We are in the early stages of what will become a long-term challenge. NYC schools will likely not open until next September, the challenges of caregiving while attempting to balance work and health are increasing, and stress, fear and anxiety are building.
And while the Centers for Disease Control and Prevention (CDC) have reported that the risk faced from COVID-19 is lower for young Americans, “research on natural disasters makes it clear that, compared to adults, children are more vulnerable to the emotional impact of traumatic events that disrupt their daily lives.” 1 Source
Children of all ages are natural observers. They notice their parents’ and peers’ reactions to stress and often take this stress on themselves. We’re sharing tips from our team and experts in child psychology and development on how to talk to your children about COVID-19.
1. Answer questions clearly and honestly, but be developmentally appropriate.
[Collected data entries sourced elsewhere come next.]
impl<'a> Parser<'a> {
    /// `AssignExpression = Expression [ assign_op Expression ]`, right
    /// associative. Errors (without aborting) if the left-hand side isn't
    /// `Assignable`.
    pub(crate) fn parse_assign_expression(&mut self) -> Option<Expression> {
        let target = self.parse_expression()?;

        if let Some(op) = self.match_any(ASSIGN_OPS) {
            let value = self.parse_assign_expression()?;
            if !is_assignable(&target) {
                self.error(target.position(), ParseError::InvalidAssignmentTarget);
                return Some(target);
            }
            return Some(Expression::Assign(Box::new(AssignExpr { target, op, value })));
        }

        Some(target)
    }

    pub(crate) fn parse_expression(&mut self) -> Option<Expression> {
        self.parse_or_expr()
    }

    fn parse_or_expr(&mut self) -> Option<Expression> {
        let mut expr = self.parse_and_expr()?;
        while self.check(TokenKind::Lor) {
            let op = self.bump();
            let right = self.parse_and_expr()?;
            expr = Expression::Logical(Box::new(LogicalExpr { left: expr, op, right }));
        }
        Some(expr)
    }

    fn parse_and_expr(&mut self) -> Option<Expression> {
        let mut expr = self.parse_rel_expr()?;
        while self.check(TokenKind::Land) {
            let op = self.bump();
            let right = self.parse_rel_expr()?;
            expr = Expression::Logical(Box::new(LogicalExpr { left: expr, op, right }));
        }
        Some(expr)
    }

    fn parse_rel_expr(&mut self) -> Option<Expression> {
        let mut expr = self.parse_add_expr()?;
        while let Some(op) = self.match_any(REL_OPS) {
            let right = self.parse_add_expr()?;
            expr = Expression::Binary(Box::new(BinaryExpr { left: expr, op, right }));
        }
        Some(expr)
    }

    fn parse_add_expr(&mut self) -> Option<Expression> {
        let mut expr = self.parse_mul_expr()?;
        while let Some(op) = self.match_any(ADD_OPS) {
            let right = self.parse_mul_expr()?;
            expr = Expression::Binary(Box::new(BinaryExpr { left: expr, op, right }));
        }
        Some(expr)
    }

    fn parse_mul_expr(&mut self) -> Option<Expression> {
        let mut expr = self.parse_unary_expr()?;
        while let Some(op) = self.match_any(MUL_OPS) {
            let right = self.parse_unary_expr()?;
            expr = Expression::Binary(Box::new(BinaryExpr { left: expr, op, right }));
        }
        Some(expr)
    }

    /// `UnaryExpr = [ unary_op ] PrimaryExpr`. Unary is not a loop: only
    /// one prefix operator is grammatically permitted before a primary.
    fn parse_unary_expr(&mut self) -> Option<Expression> {
        if let Some(op) = self.match_any(UNARY_OPS) {
            let right = self.parse_primary_expr()?;
            return Some(Expression::Unary(Box::new(UnaryExpr { op, right })));
        }
        self.parse_primary_expr()
    }

    /// `PrimaryExpr = Operand { Selector | Index | Arguments }`.
    fn parse_primary_expr(&mut self) -> Option<Expression> {
        let mut expr = self.parse_operand()?;

        loop {
            expr = match self.peek.kind {
                TokenKind::Dot => {
                    let dot = self.bump();
                    let name = self.expect(
                        TokenKind::Ident,
                        ParseError::UnexpectedToken {
                            found: self.peek.kind.to_string(),
                            expected: "identifier".to_string(),
                        },
                    )?;
                    Expression::Selector(Box::new(SelectorExpr { container: expr, dot, name }))
                }
                TokenKind::LBracket => {
                    let bracket = self.bump();
                    let index = self.parse_expression()?;
                    self.expect(TokenKind::RBracket, ParseError::MissingBracket)?;
                    Expression::Get(Box::new(GetExpr { container: expr, bracket, index }))
                }
                TokenKind::LParen => {
                    let paren = self.bump();
                    let args = self.parse_call_arguments()?;
                    Expression::Call(Box::new(CallExpr { callee: expr, paren, args }))
                }
                _ => break,
            };
        }

        Some(expr)
    }

    /// `Arguments = "(" [ Expression { "," Expression } [ "," ] ] ")"`,
    /// called with `(` already consumed.
    fn parse_call_arguments(&mut self) -> Option<Vec<Expression>> {
        let mut args = Vec::new();
        if self.match_kind(TokenKind::RParen).is_some() {
            return Some(args);
        }
        loop {
            args.push(self.parse_expression()?);
            if self.match_kind(TokenKind::Comma).is_some() {
                if self.match_kind(TokenKind::RParen).is_some() {
                    break;
                }
                continue;
            }
            self.expect(TokenKind::RParen, ParseError::MissingParen)?;
            break;
        }
        Some(args)
    }

    /// `Operand = Literal | "(" Expression ")"`.
    fn parse_operand(&mut self) -> Option<Expression> {
        match self.peek.kind {
            TokenKind::LParen => {
                let paren = self.bump();
                let inner = self.parse_expression()?;
                self.expect(TokenKind::RParen, ParseError::MissingParen)?;
                Some(Expression::Group(Box::new(GroupExpr { paren, inner })))
            }
            TokenKind::Ident => {
                let name = self.bump();
                Some(Expression::Variable(VariableExpr { name }))
            }
            _ => self.parse_literal(),
        }
    }

    /// `Literal = IDENT | NUMBER | STRING | ArrayLit | ObjectLit
    /// | FunctionLit | TemplateLit`. `IDENT` is handled by `parse_operand`
    /// as a `Variable`; everything that materializes to an
    /// [`ast::Literal`] lives here.
    fn parse_literal(&mut self) -> Option<Expression> {
        match self.peek.kind {
            TokenKind::Number => {
                let token = self.bump();
                let value = value::parse_number(&token.literal).unwrap_or_else(|err| {
                    self.error(token.position, ParseError::from(err));
                    0.0
                });
                Some(Expression::Literal(Literal::Number(NumberLiteral { token, value })))
            }
            TokenKind::String => {
                let token = self.bump();
                let value = value::unquote(&token.literal).unwrap_or_else(|err| {
                    self.error(token.position, ParseError::from(err));
                    String::new()
                });
                Some(Expression::Literal(Literal::String(StringLiteral { token, value })))
            }
            TokenKind::Template => Some(Expression::Literal(Literal::Template(self.parse_template_literal()?))),
            TokenKind::LBracket => self.parse_array_literal(),
            TokenKind::Obj => self.parse_object_literal(),
            TokenKind::Func => self.parse_function_literal(),
            _ => {
                self.error(
                    self.peek.position,
                    ParseError::UnexpectedToken {
                        found: self.peek.kind.to_string(),
                        expected: "expression".to_string(),
                    },
                );
                None
            }
        }
    }

    /// `ArrayLit = "[" [ Expression { "," Expression } [ "," ] ] "]"`.
    fn parse_array_literal(&mut self) -> Option<Expression> {
        let bracket = self.bump();
        let mut elements = Vec::new();

        if self.match_kind(TokenKind::RBracket).is_some() {
            return Some(Expression::Literal(Literal::Array(ArrayLiteral { bracket, elements })));
        }

        loop {
            elements.push(self.parse_expression()?);
            if self.match_kind(TokenKind::Comma).is_some() {
                if self.match_kind(TokenKind::RBracket).is_some() {
                    break;
                }
                continue;
            }
            self.expect(TokenKind::RBracket, ParseError::MissingBracket)?;
            break;
        }

        Some(Expression::Literal(Literal::Array(ArrayLiteral { bracket, elements })))
    }

    /// `ObjectLit = "obj" "[" [ Expression ":" Expression { "," ... } [ "," ] ] "]"`.
    fn parse_object_literal(&mut self) -> Option<Expression> {
        let keyword = self.bump();
        self.expect(TokenKind::LBracket, ParseError::MissingBracket)?;
        let mut entries = Vec::new();

        if self.match_kind(TokenKind::RBracket).is_some() {
            return Some(Expression::Literal(Literal::Object(ObjectLiteral { keyword, entries })));
        }

        loop {
            let key = self.parse_expression()?;
            self.expect(TokenKind::Colon, ParseError::MissingDelimiter)?;
            let val = self.parse_expression()?;
            entries.push((key, val));

            if self.match_kind(TokenKind::Comma).is_some() {
                if self.match_kind(TokenKind::RBracket).is_some() {
                    break;
                }
                continue;
            }
            self.expect(TokenKind::RBracket, ParseError::MissingBracket)?;
            break;
        }

        Some(Expression::Literal(Literal::Object(ObjectLiteral { keyword, entries })))
    }

    /// `FunctionLit = "func" Block`.
    fn parse_function_literal(&mut self) -> Option<Expression> {
        let keyword = self.bump();
        let body = self.parse_block()?;
        Some(Expression::Literal(Literal::Function(FunctionLiteral { keyword, body })))
    }

    /// `TemplateLit = TEMPLATE STRING { "{" Expression "}" STRING } TEMPLATE`.
    ///
    /// The lexer already shapes the token stream this way (spec §4.2.8):
    /// an opening `TEMPLATE`, then a `STRING` fragment, then zero or more
    /// `"{" Expression "}" STRING` interpolation/fragment pairs, then a
    /// closing `TEMPLATE`. Looping until a fragment is immediately
    /// followed by the closing marker keeps `parts.len() ==
    /// expressions.len() + 1` true by construction (spec invariant 3).
    pub(crate) fn parse_template_literal(&mut self) -> Option<TemplateLiteral> {
        let open = self.expect(TokenKind::Template, ParseError::MissingDelimiter)?;
        let mut parts = Vec::new();
        let mut expressions = Vec::new();

        loop {
            let frag_tok = self.expect(
                TokenKind::String,
                ParseError::UnexpectedToken {
                    found: self.peek.kind.to_string(),
                    expected: "template fragment".to_string(),
                },
            )?;
            let frag_value = value::unescape_fragment(&frag_tok.literal).unwrap_or_else(|err| {
                self.error(frag_tok.position, ParseError::from(err));
                String::new()
            });
            parts.push(StringLiteral { token: frag_tok, value: frag_value });

            if let Some(close) = self.match_kind(TokenKind::Template) {
                return Some(TemplateLiteral { open, close, parts, expressions });
            }

            self.expect(TokenKind::LBrace, ParseError::MissingBrace)?;
            expressions.push(self.parse_expression()?);
            self.expect(TokenKind::RBrace, ParseError::MissingBrace)?;
        }
    }
}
Depending on the age of your child, they may ask direct questions about Coronavirus or share information (or misinformation) they heard at school. Volunteering too much, or too little information, may be overwhelming or anxiety inducing, respectively. Be prepared to answer their questions or correct any misinformation they may have heard. Keep your answers short, simple, and consistent. Your children will also be watching your non-verbal cues; showing them your calm, collected, but serious self should help their anxiety levels. Harvard University’s Health Center also suggests limiting children’s consumption of Coronavirus content, watching the news after children’s bedtime, and reading “news independently so that children do not hear the stories.” 2 Source
2. Set the emotional tone.
Some little ones may not fully grasp what is happening, but are expressing fear, stress, concern, and anger, likely due to the significant changes to their routines, which may “interfere with their sense of structure, predictability, and security.”3 Source Model calmness and talk to your children about why their schedules and routines are changing. Allow them time to express their emotions, what may be feeling or what makes them scared. Have them actively participate (if and when they can) in thinking through what their new schedule will look like, and the expectations associated with each part of the day.
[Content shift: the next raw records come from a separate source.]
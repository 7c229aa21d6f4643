//! Command grammar (spec §4.4.2, `OrCommand` down to `CmdComponent`).
//!
//! Mirrors the shape of the expression precedence chain in [`crate::expr`]
//! — each tier parses the tighter one first, then loops on its own
//! operator — but over the restricted command operator set `| || & && !`
//! instead of the full expression grammar, since `mash`'s command syntax
//! is deliberately not as rich as its expression syntax (spec §1).

use mash_lex::token::TokenKind;
use mash_util::error::ParseError;

use crate::ast::*;
use crate::value;
use crate::Parser;

impl<'a> Parser<'a> {
    /// `OrCommand = AndCommand { "||" AndCommand }`.
    pub(crate) fn parse_or_command(&mut self) -> Option<Command> {
        let mut cmd = self.parse_and_command()?;
        while self.check(TokenKind::Lor) {
            let op = self.bump();
            let right = self.parse_and_command()?;
            cmd = Command::Logical(Box::new(LogicalCmd { left: cmd, op, right }));
        }
        Some(cmd)
    }

    /// `AndCommand = NotCommand { "&&" NotCommand }`.
    fn parse_and_command(&mut self) -> Option<Command> {
        let mut cmd = self.parse_not_command()?;
        while self.check(TokenKind::Land) {
            let op = self.bump();
            let right = self.parse_not_command()?;
            cmd = Command::Logical(Box::new(LogicalCmd { left: cmd, op, right }));
        }
        Some(cmd)
    }

    /// `NotCommand = [ "!" ] PipeCommand`.
    fn parse_not_command(&mut self) -> Option<Command> {
        if self.check(TokenKind::Not) {
            let op = self.bump();
            let right = self.parse_pipe_command()?;
            return Some(Command::Unary(Box::new(UnaryCmd { op, right })));
        }
        self.parse_pipe_command()
    }

    /// `PipeCommand = PrimaryCmd { "|" PrimaryCmd }`.
    fn parse_pipe_command(&mut self) -> Option<Command> {
        let mut cmd = self.parse_primary_cmd()?;
        while self.check(TokenKind::Pipe) {
            let op = self.bump();
            let right = self.parse_primary_cmd()?;
            cmd = Command::Binary(Box::new(BinaryCmd { left: cmd, op, right }));
        }
        Some(cmd)
    }

    /// `PrimaryCmd = CmdComponent { CmdComponent }`: at least one word,
    /// greedily consuming further `STRING`/`TEMPLATE` words (spec
    /// invariant 4 — a `LiteralCmd` always has at least one component).
    fn parse_primary_cmd(&mut self) -> Option<Command> {
        let mut components = vec![self.parse_cmd_component()?];

        while self.check_any(&[TokenKind::String, TokenKind::Template]) {
            components.push(self.parse_cmd_component()?);
        }

        Some(Command::Literal(LiteralCmd { components }))
    }

    /// `CmdComponent = STRING | TemplateLit`.
    fn parse_cmd_component(&mut self) -> Option<CommandComponent> {
        match self.peek.kind {
            TokenKind::String => {
                let token = self.bump();
                let value = value::unquote(&token.literal).unwrap_or_else(|err| {
                    self.error(token.position, ParseError::from(err));
                    String::new()
                });
                Some(CommandComponent::String(StringLiteral { token, value }))
            }
            TokenKind::Template => Some(CommandComponent::Template(self.parse_template_literal()?)),
            _ => {
                self.error(
                    self.peek.position,
                    ParseError::UnexpectedToken {
                        found: self.peek.kind.to_string(),
                        expected: "command word".to_string(),
                    },
                );
                None
            }
        }
    }
}
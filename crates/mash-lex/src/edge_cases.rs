//! Boundary behaviors called out in spec §8: empty/whitespace-only input,
//! ASI suppression on an operator-ending line, `}`-then-newline insertion,
//! long identifiers, and the full keyword/operator tables reachable in a
//! single source string.

#[cfg(test)]
mod tests {
    use mash_util::diagnostic::Handler;

    use crate::token::TokenKind::{self, *};
    use crate::{lex, Token};

    fn tokens(source: &str) -> Vec<Token> {
        let handler = Handler::new();
        lex(source, &handler)
    }

    fn kinds(source: &str) -> Vec<TokenKind> {
        tokens(source).into_iter().map(|t| t.kind).collect()
    }

    #[test]
    fn empty_input_is_one_eof_token() {
        assert_eq!(kinds(""), vec![Eof]);
    }

    #[test]
    fn whitespace_only_line_has_no_statement_tokens() {
        assert_eq!(kinds("   \t  \n  \n"), vec![Eof]);
    }

    #[test]
    fn operator_ending_line_does_not_insert_semicolon() {
        let ks = kinds("let x = 1 +\n  2\n");
        assert_eq!(
            ks,
            vec![Let, Ident, Assign, Number, Plus, Number, Semicolon, Eof]
        );
    }

    #[test]
    fn close_brace_then_newline_inserts_semicolon() {
        let ks = kinds("if a { echo hi }\n");
        assert_eq!(&ks[ks.len() - 4..], &[Semicolon, RBrace, Semicolon, Eof]);
    }

    #[test]
    fn long_identifier_round_trips_verbatim() {
        let name = "a".repeat(10_000);
        let toks = tokens(&format!("let {name} := 1\n"));
        let ident = toks.iter().find(|t| t.kind == Ident).unwrap();
        assert_eq!(ident.literal, name);
    }

    #[test]
    fn every_keyword_lexes_from_a_single_source_string() {
        let src = "for\nif\nelif\nelse\nlet\nfunc\nobj\nbreak\ncontinue\nreturn\n";
        let ks = kinds(src);
        for kw in [For, If, Elif, Else, Let, Func, Obj, Break, Continue, Return] {
            assert!(ks.contains(&kw), "missing {kw:?} in {ks:?}");
        }
    }

    #[test]
    fn every_statement_operator_lexes_within_one_let_statement() {
        // A bare `a + 1` line would dispatch to Command context (it
        // doesn't start with a keyword), so every operator here is
        // chained into one `let`-led Statement-context scan instead —
        // the lexer doesn't care that the resulting expression is
        // nonsensical, only the parser would.
        let src = "let a := 1 + 1 - 1 * 1 / 1 % 1 & 1 | 1 ^ 1 << 1 >> 1 &^ 1 && 1 || 1 \
                   == 1 != 1 < 1 <= 1 > 1 >= 1\n";
        let ks = kinds(src);
        for op in [
            Plus, Minus, Star, Slash, Percent, Amp, Pipe, Caret, Shl, Shr, AndNot, Land, Lor, Eq,
            Neq, Lt, Le, Gt, Ge,
        ] {
            assert!(ks.contains(&op), "missing {op:?}");
        }

        let ks = kinds("let a := !1\n");
        assert!(ks.contains(&Not));
    }

    #[test]
    fn every_compound_assign_operator_lexes_within_one_let_statement() {
        for (src, op) in [
            ("let a += 1\n", PlusAssign),
            ("let a -= 1\n", MinusAssign),
            ("let a *= 1\n", StarAssign),
            ("let a /= 1\n", SlashAssign),
            ("let a %= 1\n", PercentAssign),
            ("let a &= 1\n", AmpAssign),
            ("let a |= 1\n", PipeAssign),
            ("let a ^= 1\n", CaretAssign),
            ("let a <<= 1\n", ShlAssign),
            ("let a >>= 1\n", ShrAssign),
            ("let a &^= 1\n", AndNotAssign),
            ("let a = 1\n", Assign),
            ("let a := 1\n", Define),
        ] {
            assert!(kinds(src).contains(&op), "missing {op:?} in {src:?}");
        }
    }

    #[test]
    fn every_delimiter_lexes_across_two_keyword_led_statements() {
        let ks = kinds("let a := [1, 2][0] + obj[1: 2].x + (1)\nif a { echo x }\n");
        for d in [LBracket, RBracket, LBrace, RBrace, LParen, RParen, Comma, Colon, Dot] {
            assert!(ks.contains(&d), "missing {d:?}");
        }
    }

    #[test]
    fn nested_parens_all_lex_individually() {
        let ks = kinds("let a := ((1))\n");
        assert_eq!(ks.iter().filter(|k| **k == LParen).count(), 2);
        assert_eq!(ks.iter().filter(|k| **k == RParen).count(), 2);
    }

    #[test]
    fn keyword_spelled_prefix_is_still_one_identifier() {
        // "forever" must not split into the keyword "for" plus "ever".
        assert_eq!(kinds("let forever := 1\n")[1], Ident);
    }

    #[test]
    fn numbers_round_trip_through_every_base() {
        for (src, lit) in [
            ("0x1A", "0x1A"),
            ("0b1010", "0b1010"),
            ("0o17", "0o17"),
            ("1_000_000", "1_000_000"),
            ("3.14e2", "3.14e2"),
        ] {
            let toks = tokens(&format!("let x := {src}\n"));
            let num = toks.iter().find(|t| t.kind == Number).unwrap();
            assert_eq!(num.literal, lit);
        }
    }

    #[test]
    fn illegal_rune_reports_error_and_emits_illegal_token() {
        let handler = Handler::new();
        let toks = lex("let x := @\n", &handler);
        assert!(handler.has_errors());
        assert!(toks.iter().any(|t| t.kind == Illegal));
    }

    #[test]
    fn unterminated_raw_string_is_illegal_and_reported() {
        let handler = Handler::new();
        let toks = lex("let x := `unterminated\n", &handler);
        assert!(handler.has_errors());
        assert!(toks.iter().any(|t| t.kind == Illegal));
    }

    #[test]
    fn command_and_statement_context_disagree_on_redirection_chars() {
        // `<`/`>` are full comparison operators in Statement context...
        let ks = kinds("let a := 1 < 2\n");
        assert!(ks.contains(&Lt));
        // ...but tokenize as plain STRING words in Command context, per
        // the spec's documented simplification (no redirection support).
        let ks = kinds("cat file.txt > out.txt\n");
        assert!(!ks.contains(&Gt));
        assert_eq!(ks[0], String);
    }

    #[test]
    fn mixed_valid_and_illegal_input_still_lexes_to_completion() {
        let handler = Handler::new();
        let toks = lex("let x := 1\nlet y := @\nlet z := 2\n", &handler);
        assert!(handler.has_errors());
        assert_eq!(toks.last().unwrap().kind, Eof);
        assert_eq!(toks.iter().filter(|t| t.kind == Let).count(), 3);
    }

    #[test]
    fn bom_is_legal_only_at_offset_zero() {
        let handler = Handler::new();
        lex("\u{FEFF}let x := 1\n", &handler);
        assert!(!handler.has_errors());

        let handler = Handler::new();
        lex("let\u{FEFF} x := 1\n", &handler);
        assert!(handler.has_errors());
    }

    #[test]
    fn nul_byte_is_always_illegal() {
        let handler = Handler::new();
        lex("let x := 1\0\n", &handler);
        assert!(handler.has_errors());
    }
}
3. Share what they can do to help and empower them to own those actions.
Explain the importance of social distancing and hand washing using words and analogies they understand. You know your child best. If they love trains, explain to them how and why we need to stay at least 6 feet apart from each other using your child’s toy trains. If their favorite song is from Frozen, sing frozen songs while washing hands. Remind them that hand washing is not just for the Coronavirus, it is something we did every day before this, and will continue to do every day after. According to Dr. Joshua Klapow at University of Alabama at Birmingham, “stress that right now we are going to be extra careful to wash all the germs off of our hands. By normalizing the behavior, which is in fact a normal hygiene behavior, we empower children because they mostly know how to do the action.”
4. Reassure them that they are safe.
This is key. This reassurance should happen more than once, but expressed in different ways. Remind your little ones that sleeping well, eating healthy foods, thinking positive thoughts, and washing hands helps keep us healthy and safe. Making yourself available to your little ones should help with this immeasurably.
5. Practice Mindfulness.
“Children are very egocentric, so hearing about the coronavirus on the news may be enough to make them seriously worry that they’ll catch it.”4 Source This is a scary time for many of us, and children are not immune to this stressor caused by Coronavirus.